Terkait hutang pihak ketiga di Tanimbar, Dian berpesan agar pemda berhati-hati dalam membayar kewajibannya, jangan sampai ditumpangi oleh perilaku korup atau curang yang bisa mengarah persekongkolan jahat.
“Proses penganggaran merupakan asal mula dari semua proses belanja termasuk pengadaan barang dan jasa. Kami berharap eksekutif dan legislatif dan membangun semangat yang sehat dan positif dalam melaksanakan tugas pembahasan anggaran. Jangan sampai ada praktek kolutif yang justru menimbulkan corruption by design,” tegas Dian.
Dalam pesannya, KPK menegaskan kembali agar pemda serius untuk mengelola kekayaan yang dimiliki oleh daerahnya.
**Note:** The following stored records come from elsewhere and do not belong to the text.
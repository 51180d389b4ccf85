//! Run assembler: freezes a reviewed run into a [`CleaningRunRecord`]

use crate::collaborators::{Clock, IdGenerator};
use crate::scorer;
use cleanflow_types::{
    CleaningRunRecord, CompletedStepRecord, Operator, ProcedureRun, RunId, VerificationMethod,
};

/// Build the immutable record for a run.
///
/// One step record per completed step, in procedure order; steps never
/// ticked are left out. The compliance score is computed here once and
/// is never recomputed afterwards.
pub fn assemble(
    run: &ProcedureRun,
    operator: &Operator,
    ids: &dyn IdGenerator,
    clock: &dyn Clock,
) -> CleaningRunRecord {
    let run_id = RunId::new(ids.new_id());
    let end_time = clock.now();

    let steps: Vec<CompletedStepRecord> = run
        .procedure
        .steps
        .iter()
        .filter_map(|step| {
            let completed_at = run.progress.completed_at(&step.id)?;
            Some(CompletedStepRecord {
                id: ids.new_id(),
                step_id: step.id.clone(),
                name: step.name.clone(),
                completed_at,
                completed_by: operator.name.clone(),
                notes: run.progress.note(&step.id).map(str::to_string),
                checklist_items: step.checklist_items.clone(),
            })
        })
        .collect();

    let compliance_score = scorer::score(&run.procedure, &run.progress.completed_step_ids());

    tracing::debug!(
        run_id = %run_id,
        procedure_id = %run.procedure.id,
        steps = steps.len(),
        compliance_score,
        "Run record assembled"
    );

    CleaningRunRecord {
        id: run_id,
        procedure_id: run.procedure.id.clone(),
        procedure_name: run.procedure.name.clone(),
        operator_id: operator.id.clone(),
        operator_name: operator.name.clone(),
        area_id: run.scan.payload.area_id().clone(),
        area_name: run.scan.area_name().to_string(),
        start_time: run.started_at,
        end_time,
        verification_method: VerificationMethod::from(run.scan.payload.kind()),
        steps,
        compliance_score,
    }
}
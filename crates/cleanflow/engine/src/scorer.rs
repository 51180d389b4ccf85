//! Compliance scoring
//!
//! The score is the share of required steps completed. A procedure with
//! no required steps falls back to the share of all steps completed, and
//! a procedure with no steps at all is trivially compliant. Reporting
//! thresholds downstream depend on this exact three-way rule.

use cleanflow_types::{ProcedureInfo, StepId};
use std::collections::BTreeSet;

/// Score a set of completed steps against a procedure, in `[0, 100]`.
///
/// Completed ids that are not steps of the procedure are ignored.
pub fn score(procedure: &ProcedureInfo, completed: &BTreeSet<StepId>) -> f64 {
    let required = procedure.required_steps().count();
    if required > 0 {
        let completed_required = procedure
            .required_steps()
            .filter(|s| completed.contains(&s.id))
            .count();
        return percentage(completed_required, required);
    }

    let total = procedure.steps.len();
    if total == 0 {
        return 100.0;
    }

    let completed_total = procedure
        .steps
        .iter()
        .filter(|s| completed.contains(&s.id))
        .count();
    percentage(completed_total, total)
}

fn percentage(part: usize, whole: usize) -> f64 {
    (part as f64 / whole as f64 * 100.0).clamp(0.0, 100.0)
}
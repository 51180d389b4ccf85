//! Catalog entries: areas, procedures and their checklist steps

use crate::{AreaId, OperatorId, ProcedureId, StepId};
use serde::{Deserialize, Serialize};

/// A known physical location
#[derive(Clone, Debug, PartialEq, Eq, Serialize, Deserialize)]
pub struct AreaInfo {
    pub id: AreaId,
    pub name: String,
    /// Free-form classification ("operating_room", "ward", ...)
    #[serde(default, skip_serializing_if = "Option::is_none")]
    pub area_type: Option<String>,
}

impl AreaInfo {
    pub fn new(id: impl Into<String>, name: impl Into<String>) -> Self {
        Self {
            id: AreaId::new(id),
            name: name.into(),
            area_type: None,
        }
    }

    pub fn with_type(mut self, area_type: impl Into<String>) -> Self {
        self.area_type = Some(area_type.into());
        self
    }
}

/// One step of a procedure checklist
#[derive(Clone, Debug, PartialEq, Eq, Serialize, Deserialize)]
pub struct ProcedureStep {
    pub id: StepId,
    pub name: String,
    pub required: bool,
    #[serde(default, skip_serializing_if = "Vec::is_empty")]
    pub checklist_items: Vec<String>,
}

impl ProcedureStep {
    /// A step that counts toward compliance
    pub fn required(id: impl Into<String>, name: impl Into<String>) -> Self {
        Self {
            id: StepId::new(id),
            name: name.into(),
            required: true,
            checklist_items: Vec::new(),
        }
    }

    /// A step that only counts when no step of the procedure is required
    pub fn optional(id: impl Into<String>, name: impl Into<String>) -> Self {
        Self {
            id: StepId::new(id),
            name: name.into(),
            required: false,
            checklist_items: Vec::new(),
        }
    }

    pub fn with_checklist_item(mut self, item: impl Into<String>) -> Self {
        self.checklist_items.push(item.into());
        self
    }
}

/// A named checklist to execute at a location
#[derive(Clone, Debug, PartialEq, Eq, Serialize, Deserialize)]
pub struct ProcedureInfo {
    pub id: ProcedureId,
    pub name: String,
    /// Steps in execution order
    pub steps: Vec<ProcedureStep>,
    /// Inactive procedures are kept for history but cannot be started
    #[serde(default = "default_active")]
    pub is_active: bool,
}

fn default_active() -> bool {
    true
}

impl ProcedureInfo {
    pub fn new(id: impl Into<String>, name: impl Into<String>) -> Self {
        Self {
            id: ProcedureId::new(id),
            name: name.into(),
            steps: Vec::new(),
            is_active: true,
        }
    }

    pub fn with_step(mut self, step: ProcedureStep) -> Self {
        self.steps.push(step);
        self
    }

    pub fn inactive(mut self) -> Self {
        self.is_active = false;
        self
    }

    pub fn step(&self, id: &StepId) -> Option<&ProcedureStep> {
        self.steps.iter().find(|s| &s.id == id)
    }

    pub fn contains_step(&self, id: &StepId) -> bool {
        self.step(id).is_some()
    }

    pub fn required_steps(&self) -> impl Iterator<Item = &ProcedureStep> {
        self.steps.iter().filter(|s| s.required)
    }
}

/// The authenticated operator executing procedures
#[derive(Clone, Debug, PartialEq, Eq, Serialize, Deserialize)]
pub struct Operator {
    pub id: OperatorId,
    pub name: String,
}

impl Operator {
    pub fn new(id: impl Into<String>, name: impl Into<String>) -> Self {
        Self {
            id: OperatorId::new(id),
            name: name.into(),
        }
    }
}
Sebab tugas aparatur yang ada saat ini adalah memastikan kesejahteraan masyarakat terpenuhi tidak hanya pada masa ini, namun juga anak cucu yang akan menjadi pewaris tanah dan air Maluku.
“Kekayaan daerah harus dipergunakan untuk sebesar-besarnya kemakmuran masyarakat. Jangan ada segelintir orang yang dengan cara melawan hukum menguasai kekayaan daerah. Semua ini harus dikelola untuk kemakmuran masyarakat lintas generasi sebab ini akan dipertanggungjawabkan di dunia dan akhirat kelak. Pimpinan daerah harus memberikan teladan, bukan justru berkolusi untuk menguasai kekayaan daerah untuk memperkaya diri atau kelompoknya,”tutup Dian.(JM.ES).